Willpower is your mental spine — the grit in your brainpan that keeps the wheel spinning long after the hamster’s fallen off and been eaten by something with too many eyes.
It’s what helps you hold the line, stay cool, and make sense of the chaos when logic takes a lunch break and your reality check bounces.
You’ll use it to resist fear, psychic interference, gaslighting AIs, hallucinations, and whatever horror just oozed out of the vents whispering sweet nothings like you Ex on Sargoose IV. Then you realize it is you Ex from Sargoose IV.
"Willpower, recruits, is what kept me sane when a Xarnith Mind-Flayer tried to reroute my thoughts, tentacles are not "romantic" in any known language.
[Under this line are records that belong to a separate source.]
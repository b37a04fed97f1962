//! Per-pulse mission coordination and teardown.

use rand::{Rng, RngCore};

use super::{
    cargo_remaining, determine_new_phase, evaluate_predicates, site_work_complete,
    vehicle_loaded, MissionKind, MissionPhase, MissionState, MissionStatus, NavPointKind,
};
use crate::agent::Placement;
use crate::ledger::{release, EquipmentKind, Holder, LEDGER_EPSILON};
use crate::task::TaskKind;
use crate::{
    AgentId, ContainerId, Event, EventSink, GameContent, GameState, MissionId, SettlementId,
    VehicleId,
};

/// Advances every active mission by at most one phase, in id order.
///
/// Runs after all agents have acted this pulse. Missions carrying a terminal
/// status are ended instead of advanced.
pub(crate) fn update_missions(
    state: &mut GameState,
    content: &GameContent,
    rng: &mut dyn RngCore,
    events: &mut EventSink,
) {
    let mut ids: Vec<MissionId> = state
        .missions
        .values()
        .filter(|m| !m.is_done())
        .map(|m| m.id.clone())
        .collect();
    ids.sort();
    for id in &ids {
        update_mission(state, content, id, rng, events);
    }
}

fn update_mission(
    state: &mut GameState,
    content: &GameContent,
    id: &MissionId,
    rng: &mut dyn RngCore,
    events: &mut EventSink,
) {
    prune_roster(state, id, events);
    check_supply_shortfall(state, id);

    let Some(mission) = state.missions.get(id) else {
        return;
    };
    if mission.has_terminal_status() {
        end_mission(state, id, events);
        return;
    }
    let predicates = evaluate_predicates(state, content, mission);
    let from = mission.phase;
    let to = determine_new_phase(mission.kind, from, &predicates);
    if to == from {
        return;
    }

    leave_phase(state, content, id, from, rng, events);
    let now = state.meta.time;
    if let Some(mission) = state.missions.get_mut(id) {
        mission.phase = to;
        mission.phase_started = now;
        if to == MissionPhase::Travelling {
            mission.arrived = false;
        }
    }
    tracing::debug!(mission = %id, ?from, ?to, "mission phase changed");
    events.push(
        &mut state.counters,
        Event::MissionPhaseChanged {
            mission_id: id.clone(),
            from,
            to,
        },
    );
    if to == MissionPhase::Completed {
        end_mission(state, id, events);
    }
}

/// Drops members who died or left, and flags a crew that fell below minimum.
fn prune_roster(state: &mut GameState, id: &MissionId, events: &mut EventSink) {
    let Some(mission) = state.missions.get(id) else {
        return;
    };
    let gone: Vec<AgentId> = mission
        .members
        .iter()
        .filter(|member| {
            state
                .agents
                .get(*member)
                .is_none_or(|a| !a.alive || a.mind.mission.as_ref() != Some(id))
        })
        .cloned()
        .collect();
    if gone.is_empty() {
        return;
    }

    if let Some(mission) = state.missions.get_mut(id) {
        mission.members.retain(|m| !gone.contains(m));
        mission.add_status(MissionStatus::MemberLost);
        if mission.members.len() < mission.min_members {
            mission.add_status(MissionStatus::NotEnoughMembers);
        }
    }
    for agent_id in gone {
        tracing::info!(mission = %id, agent = %agent_id, "member left mission");
        events.push(
            &mut state.counters,
            Event::MemberLeftMission {
                mission_id: id.clone(),
                agent_id,
            },
        );
    }
}

/// Before departure, the origin must still be able to cover what is not aboard.
fn check_supply_shortfall(state: &mut GameState, id: &MissionId) {
    let Some(mission) = state.missions.get(id) else {
        return;
    };
    if mission.phase != MissionPhase::Embarking {
        return;
    }
    let Some(vehicle) = &mission.vehicle else {
        return;
    };
    let hold = ContainerId::from(vehicle);
    let stores = ContainerId::from(&mission.origin);
    let short = mission.supplies.iter().any(|item| {
        let missing = item.kg - state.ledger.stored(&hold, &item.resource);
        missing > state.ledger.stored(&stores, &item.resource) + LEDGER_EPSILON
    });
    if short {
        if let Some(mission) = state.missions.get_mut(id) {
            mission.add_status(MissionStatus::CannotLoadResources);
        }
    }
}

/// Work done as a mission leaves a phase.
fn leave_phase(
    state: &mut GameState,
    content: &GameContent,
    id: &MissionId,
    from: MissionPhase,
    rng: &mut dyn RngCore,
    events: &mut EventSink,
) {
    match from {
        MissionPhase::ExploringSite => finish_site(state, content, id, rng, events),
        MissionPhase::UnloadingSupplies => finish_delivery(state, id, events),
        _ => {}
    }
}

fn finish_site(
    state: &mut GameState,
    content: &GameContent,
    id: &MissionId,
    rng: &mut dyn RngCore,
    events: &mut EventSink,
) {
    let Some(mission) = state.missions.get_mut(id) else {
        return;
    };
    mission.site_work_done = 0.0;
    let Some(NavPointKind::Site(site_id)) = mission.route.last_reached().map(|p| p.kind.clone())
    else {
        return;
    };
    let Some(site) = state.exploration_sites.iter_mut().find(|s| s.id == site_id) else {
        return;
    };
    let variance = content.constants.mineral_estimation_variance;
    let noise = if variance > 0.0 {
        rng.gen_range(-variance..=variance)
    } else {
        0.0
    };
    site.explored = true;
    site.claimed_by = None;
    site.estimated_value = (site.estimated_value * (1.0 + noise)).max(0.0);
    let estimated_value = site.estimated_value;
    tracing::info!(mission = %id, site = %site_id, estimated_value, "site explored");
    events.push(
        &mut state.counters,
        Event::SiteExplored {
            mission_id: id.clone(),
            site_id,
            estimated_value,
        },
    );
}

/// Records the delivery and hands any towed vehicle over to the target.
fn finish_delivery(state: &mut GameState, id: &MissionId, events: &mut EventSink) {
    let Some(mission) = state.missions.get_mut(id) else {
        return;
    };
    let Some(target) = mission.target.clone() else {
        return;
    };
    let delivered = mission.delivered.clone();
    let towed = mission.towed_vehicle.take();

    if let Some(towed) = towed {
        let location = state.settlements.get(&target).map(|s| s.location);
        if let Some(vehicle) = state.vehicles.get_mut(&towed) {
            if let Err(err) = release(
                &mut vehicle.reserved_by,
                &towed.0,
                &Holder::Mission(id.clone()),
            ) {
                tracing::warn!(mission = %id, %err, "towed vehicle was not reserved");
            }
            vehicle.home = target.clone();
            vehicle.parked_at = Some(target.clone());
            if let Some(location) = location {
                vehicle.location = location;
            }
            tracing::info!(mission = %id, vehicle = %towed, settlement = %target, "vehicle handed over");
        }
    }
    events.push(
        &mut state.counters,
        Event::SuppliesDelivered {
            mission_id: id.clone(),
            settlement_id: target,
            delivered,
        },
    );
}

/// Adds `AbortedByCommand`. The mission is torn down on the next update.
pub(crate) fn abort_mission(state: &mut GameState, id: &MissionId) -> Result<(), String> {
    let mission = state
        .missions
        .get_mut(id)
        .ok_or_else(|| format!("unknown mission {id}"))?;
    if mission.is_done() {
        return Err(format!("mission {id} already ended"));
    }
    mission.add_status(MissionStatus::AbortedByCommand);
    Ok(())
}

/// Terminal transition for a mission. Idempotent.
///
/// Releases the vehicles, returns everything aboard to the origin store,
/// brings the crew home and frees claimed sites.
pub(crate) fn end_mission(state: &mut GameState, id: &MissionId, events: &mut EventSink) {
    let Some(mission) = state.missions.get_mut(id) else {
        return;
    };
    if mission.is_done() {
        return;
    }
    mission.mark_done();
    let mission = mission.clone();
    let origin = mission.origin.clone();
    let home = state.settlements.get(&origin).map(|s| s.location);

    let vehicles: Vec<VehicleId> = mission
        .vehicle
        .iter()
        .chain(mission.towed_vehicle.iter())
        .cloned()
        .collect();
    for vehicle_id in &vehicles {
        recall_vehicle(state, id, vehicle_id, &origin);
    }
    for member in &mission.members {
        recall_member(state, id, member, &origin);
    }
    for site in &mut state.exploration_sites {
        if site.claimed_by.as_ref() == Some(id) {
            site.claimed_by = None;
        }
    }
    if let Some(home) = home {
        for vehicle_id in &vehicles {
            if let Some(vehicle) = state.vehicles.get_mut(vehicle_id) {
                vehicle.location = home;
            }
        }
    }

    let completed = mission.phase == MissionPhase::Completed && !mission.has_terminal_status();
    let statuses = mission.statuses.to_vec();
    tracing::info!(mission = %id, completed, ?statuses, "mission ended");
    events.push(
        &mut state.counters,
        Event::MissionEnded {
            mission_id: id.clone(),
            statuses,
            completed,
        },
    );
}

fn recall_vehicle(
    state: &mut GameState,
    id: &MissionId,
    vehicle_id: &VehicleId,
    origin: &SettlementId,
) {
    let holder = Holder::Mission(id.clone());
    if let Some(vehicle) = state.vehicles.get_mut(vehicle_id) {
        if vehicle.reserved_by.as_ref() == Some(&holder) {
            if let Err(err) = release(&mut vehicle.reserved_by, &vehicle_id.0, &holder) {
                tracing::warn!(mission = %id, %err, "vehicle release failed");
            }
        }
        vehicle.parked_at = Some(origin.clone());
    }

    let hold = ContainerId::from(vehicle_id);
    let stores = ContainerId::from(origin);
    for (resource, kg) in state.ledger.contents(&hold) {
        let moved = state.ledger.transfer_available(&hold, &stores, &resource, kg);
        if moved + LEDGER_EPSILON < kg {
            tracing::warn!(mission = %id, %resource, left = kg - moved, "origin stores full");
        }
    }
    for suit in state.ledger.equipment_in(EquipmentKind::EvaSuit, &hold) {
        if let Err(err) = state.ledger.move_equipment(&suit, stores.clone()) {
            tracing::warn!(mission = %id, %err, "suit not returned");
        }
    }
}

fn recall_member(state: &mut GameState, id: &MissionId, member: &AgentId, origin: &SettlementId) {
    let home = state.settlements.get(origin).map(|s| s.location);
    let Some(agent) = state.agents.get_mut(member) else {
        return;
    };
    if agent.mind.mission.as_ref() == Some(id) {
        agent.mind.mission = None;
    }
    if matches!(agent.placement, Placement::Vehicle(_)) && agent.alive {
        agent.placement = Placement::Settlement(origin.clone());
        if let Some(home) = home {
            agent.location = home;
        }
    }
}

/// The task a member should do for the mission right now, if any.
///
/// `None` leaves the member to ordinary task selection. During
/// `Disembarking` a member still aboard is first moved into the origin.
pub(crate) fn perform_mission_phase(
    state: &mut GameState,
    content: &GameContent,
    id: &MissionId,
    agent_id: &AgentId,
) -> Option<TaskKind> {
    let mission = state.missions.get(id)?;
    if mission.is_done() {
        return None;
    }
    let vehicle = mission.vehicle.clone()?;
    let aboard = state.agents.get(agent_id)?.placement == Placement::Vehicle(vehicle.clone());
    let kind = member_task(state, content, mission, agent_id, aboard);
    if mission.phase == MissionPhase::Disembarking && aboard {
        let origin = mission.origin.clone();
        disembark(state, agent_id, &origin);
    }
    kind
}

fn member_task(
    state: &GameState,
    content: &GameContent,
    mission: &MissionState,
    agent_id: &AgentId,
    aboard: bool,
) -> Option<TaskKind> {
    let id = mission.id.clone();
    match mission.phase {
        MissionPhase::Reviewing | MissionPhase::Completed => None,
        MissionPhase::Embarking if aboard => None,
        MissionPhase::Embarking if !vehicle_loaded(state, mission) => {
            Some(TaskKind::LoadVehicle { mission: id })
        }
        MissionPhase::Embarking => Some(TaskKind::BoardVehicle { mission: id }),
        MissionPhase::Travelling => (aboard
            && !mission.arrived
            && mission.driver() == Some(agent_id))
        .then_some(TaskKind::DriveVehicle { mission: id }),
        MissionPhase::ExploringSite => (aboard
            && mission.kind == MissionKind::Exploration
            && !site_work_complete(state, content, mission))
        .then_some(TaskKind::ExploreSite { mission: id }),
        MissionPhase::UnloadingSupplies => (aboard && !cargo_remaining(mission).is_empty())
            .then_some(TaskKind::UnloadVehicle { mission: id }),
        MissionPhase::Disembarking => {
            let hold = mission.vehicle.as_ref().map(ContainerId::from)?;
            (state.ledger.total_stored(&hold) > LEDGER_EPSILON)
                .then_some(TaskKind::UnloadVehicle { mission: id })
        }
    }
}

fn disembark(state: &mut GameState, agent_id: &AgentId, origin: &SettlementId) {
    let home = state.settlements.get(origin).map(|s| s.location);
    if let Some(agent) = state.agents.get_mut(agent_id) {
        agent.placement = Placement::Settlement(origin.clone());
        if let Some(home) = home {
            agent.location = home;
        }
    }
}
I held strong. Jenkins? Well Jenkins now flinches every time he hears poetry."
"Nobody can hear you scream in the metal recovery cubes free floating round the station, The nanowire usually keeps them in orbit. Usually. So unless you want to spend the rest of your career screaming at the dark or trying to marry a vending machine, Willpower."
Mass represents your weight more or less, the more massive you are the more weight you have to throw around, this is useful if you have to wrestle a Bovarian-combat-sow. It also ensures a quicker death when you attempt to re-enter a planet’s atmosphere without a re-entry suit.
Humans generally have a starting mass score of 2. This represents 100kg’s. Every point of Mass is worth 50kg.
Mass synergizes well with Strength and the combination of the two determines if you can weld large or oversized items. For every point in Mass, you can lug another 25kg.
“Oh for plasma’s sake, Pick that sack of iron ore back up recruit, Ya don’t faint on the first day of training you whinny, you got nothing to be afraid of, you won’t be wrestling any Bovarian Sows until you are well into your training. Tomorrow. If you survive the entry exam. Yes, that’s ‘entry’ as in re-entry you berk.”
“Oh just leave him down there, he will probably wake up when it starts to hail”.
An Origin's Average Mass is in the Origin Table. Players can use the table or Choose there Origin's Mass for most Origins, but Nanocoids have a fixed starting Mass score.
Speed is the distance you can move as part of an Action, unless that action states otherwise. Certain Combat Maneuvers for instance make you Restrained.
It is generally 5 squares for a human, but can be modified by Skill Tricks, Origin Feats, Equipment, and Tallents.